#### EXERCISE:
Only one stretch of the records below should be repeated. It starts with the line containing "use crate::channel::ResponseHead;" and goes on through the line containing "-> Vec<(String, String)>", exactly as written.

#### Collected data:
════════

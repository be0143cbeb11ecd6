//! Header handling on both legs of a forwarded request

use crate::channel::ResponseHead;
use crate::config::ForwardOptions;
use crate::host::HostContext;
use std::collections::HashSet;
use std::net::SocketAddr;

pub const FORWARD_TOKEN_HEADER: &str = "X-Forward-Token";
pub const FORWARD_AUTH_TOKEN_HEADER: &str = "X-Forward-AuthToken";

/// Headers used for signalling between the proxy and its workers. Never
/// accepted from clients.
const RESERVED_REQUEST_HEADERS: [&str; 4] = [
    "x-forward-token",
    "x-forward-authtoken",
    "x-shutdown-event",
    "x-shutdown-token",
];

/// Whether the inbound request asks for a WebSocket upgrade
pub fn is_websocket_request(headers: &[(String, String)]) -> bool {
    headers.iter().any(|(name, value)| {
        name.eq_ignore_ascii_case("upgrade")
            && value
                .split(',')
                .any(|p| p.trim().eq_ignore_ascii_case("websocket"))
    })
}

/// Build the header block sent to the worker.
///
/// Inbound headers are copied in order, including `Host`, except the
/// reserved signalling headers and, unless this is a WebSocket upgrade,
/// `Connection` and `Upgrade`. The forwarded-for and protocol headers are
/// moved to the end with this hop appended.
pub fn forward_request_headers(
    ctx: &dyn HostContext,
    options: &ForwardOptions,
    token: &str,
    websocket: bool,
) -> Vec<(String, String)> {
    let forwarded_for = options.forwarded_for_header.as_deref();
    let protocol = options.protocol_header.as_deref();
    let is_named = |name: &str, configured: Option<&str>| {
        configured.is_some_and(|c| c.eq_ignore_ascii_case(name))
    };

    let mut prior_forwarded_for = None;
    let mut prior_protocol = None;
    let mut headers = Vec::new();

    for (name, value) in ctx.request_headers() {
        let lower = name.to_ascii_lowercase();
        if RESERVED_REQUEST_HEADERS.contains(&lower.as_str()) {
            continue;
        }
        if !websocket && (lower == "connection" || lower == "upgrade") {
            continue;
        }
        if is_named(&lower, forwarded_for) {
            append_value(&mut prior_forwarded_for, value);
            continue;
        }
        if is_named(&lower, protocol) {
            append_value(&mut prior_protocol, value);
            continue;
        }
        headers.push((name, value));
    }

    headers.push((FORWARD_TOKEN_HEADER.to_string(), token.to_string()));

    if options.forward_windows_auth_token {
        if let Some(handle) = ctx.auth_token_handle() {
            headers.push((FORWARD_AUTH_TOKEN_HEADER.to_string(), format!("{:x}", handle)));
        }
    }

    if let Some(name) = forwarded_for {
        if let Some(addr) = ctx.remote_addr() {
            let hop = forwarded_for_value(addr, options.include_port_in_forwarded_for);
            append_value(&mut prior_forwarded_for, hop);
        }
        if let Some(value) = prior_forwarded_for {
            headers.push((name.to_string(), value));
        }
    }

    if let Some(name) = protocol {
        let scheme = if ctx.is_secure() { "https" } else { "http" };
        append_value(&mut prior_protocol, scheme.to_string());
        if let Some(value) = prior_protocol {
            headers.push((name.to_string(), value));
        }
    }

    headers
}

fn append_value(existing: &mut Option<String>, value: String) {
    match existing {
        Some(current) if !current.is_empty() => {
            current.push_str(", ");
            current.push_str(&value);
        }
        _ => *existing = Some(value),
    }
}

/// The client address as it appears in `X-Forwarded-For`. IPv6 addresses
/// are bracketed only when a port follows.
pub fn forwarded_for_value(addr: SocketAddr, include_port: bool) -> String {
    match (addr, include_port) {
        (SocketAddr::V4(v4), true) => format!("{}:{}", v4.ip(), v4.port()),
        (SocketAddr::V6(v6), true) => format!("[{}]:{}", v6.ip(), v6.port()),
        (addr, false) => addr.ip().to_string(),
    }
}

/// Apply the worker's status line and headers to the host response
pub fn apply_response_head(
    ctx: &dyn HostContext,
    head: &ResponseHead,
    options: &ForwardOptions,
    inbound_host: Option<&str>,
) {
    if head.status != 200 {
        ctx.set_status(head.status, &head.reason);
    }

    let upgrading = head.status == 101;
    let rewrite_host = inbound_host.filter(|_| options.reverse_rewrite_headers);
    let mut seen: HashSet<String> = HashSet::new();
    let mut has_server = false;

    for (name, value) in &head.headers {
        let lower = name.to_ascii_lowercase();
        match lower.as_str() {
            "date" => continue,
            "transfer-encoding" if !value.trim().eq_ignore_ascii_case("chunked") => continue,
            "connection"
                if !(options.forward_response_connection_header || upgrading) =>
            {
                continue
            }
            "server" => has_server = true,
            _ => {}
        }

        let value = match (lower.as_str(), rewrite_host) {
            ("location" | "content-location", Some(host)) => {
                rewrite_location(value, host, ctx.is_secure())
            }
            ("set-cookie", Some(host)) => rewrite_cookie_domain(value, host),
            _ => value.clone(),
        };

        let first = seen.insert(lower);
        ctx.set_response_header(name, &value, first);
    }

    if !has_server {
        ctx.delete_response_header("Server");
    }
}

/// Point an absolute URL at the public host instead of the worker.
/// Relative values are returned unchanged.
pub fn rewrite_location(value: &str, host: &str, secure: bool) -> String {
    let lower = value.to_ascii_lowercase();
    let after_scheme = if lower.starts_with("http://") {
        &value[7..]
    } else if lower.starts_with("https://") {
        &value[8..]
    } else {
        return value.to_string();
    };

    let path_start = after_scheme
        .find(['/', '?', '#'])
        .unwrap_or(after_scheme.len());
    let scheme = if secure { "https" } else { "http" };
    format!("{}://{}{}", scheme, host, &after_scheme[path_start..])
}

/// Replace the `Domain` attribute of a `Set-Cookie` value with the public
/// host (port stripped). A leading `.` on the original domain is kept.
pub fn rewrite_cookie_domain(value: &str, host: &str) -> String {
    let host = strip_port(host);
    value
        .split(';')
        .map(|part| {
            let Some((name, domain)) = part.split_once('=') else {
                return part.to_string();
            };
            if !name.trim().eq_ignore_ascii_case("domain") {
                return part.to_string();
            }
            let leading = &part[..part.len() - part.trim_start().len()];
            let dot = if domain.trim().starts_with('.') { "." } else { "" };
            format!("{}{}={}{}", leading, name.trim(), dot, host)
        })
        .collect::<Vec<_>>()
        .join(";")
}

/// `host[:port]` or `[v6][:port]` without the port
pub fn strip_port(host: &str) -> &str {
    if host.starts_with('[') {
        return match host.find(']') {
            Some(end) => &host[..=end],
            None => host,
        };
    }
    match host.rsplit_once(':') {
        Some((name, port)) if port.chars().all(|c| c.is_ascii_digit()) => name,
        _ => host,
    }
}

════════

#### EXPECTED ANSWER:
use crate::channel::ResponseHead;
use crate::config::ForwardOptions;
use crate::host::HostContext;
use std::collections::HashSet;
use std::net::SocketAddr;

pub const FORWARD_TOKEN_HEADER: &str = "X-Forward-Token";
pub const FORWARD_AUTH_TOKEN_HEADER: &str = "X-Forward-AuthToken";

/// Headers used for signalling between the proxy and its workers. Never
/// accepted from clients.
const RESERVED_REQUEST_HEADERS: [&str; 4] = [
    "x-forward-token",
    "x-forward-authtoken",
    "x-shutdown-event",
    "x-shutdown-token",
];

/// Whether the inbound request asks for a WebSocket upgrade
pub fn is_websocket_request(headers: &[(String, String)]) -> bool {
    headers.iter().any(|(name, value)| {
        name.eq_ignore_ascii_case("upgrade")
            && value
                .split(',')
                .any(|p| p.trim().eq_ignore_ascii_case("websocket"))
    })
}

/// Build the header block sent to the worker.
///
/// Inbound headers are copied in order, including `Host`, except the
/// reserved signalling headers and, unless this is a WebSocket upgrade,
/// `Connection` and `Upgrade`. The forwarded-for and protocol headers are
/// moved to the end with this hop appended.
pub fn forward_request_headers(
    ctx: &dyn HostContext,
    options: &ForwardOptions,
    token: &str,
    websocket: bool,
) -> Vec<(String, String)> {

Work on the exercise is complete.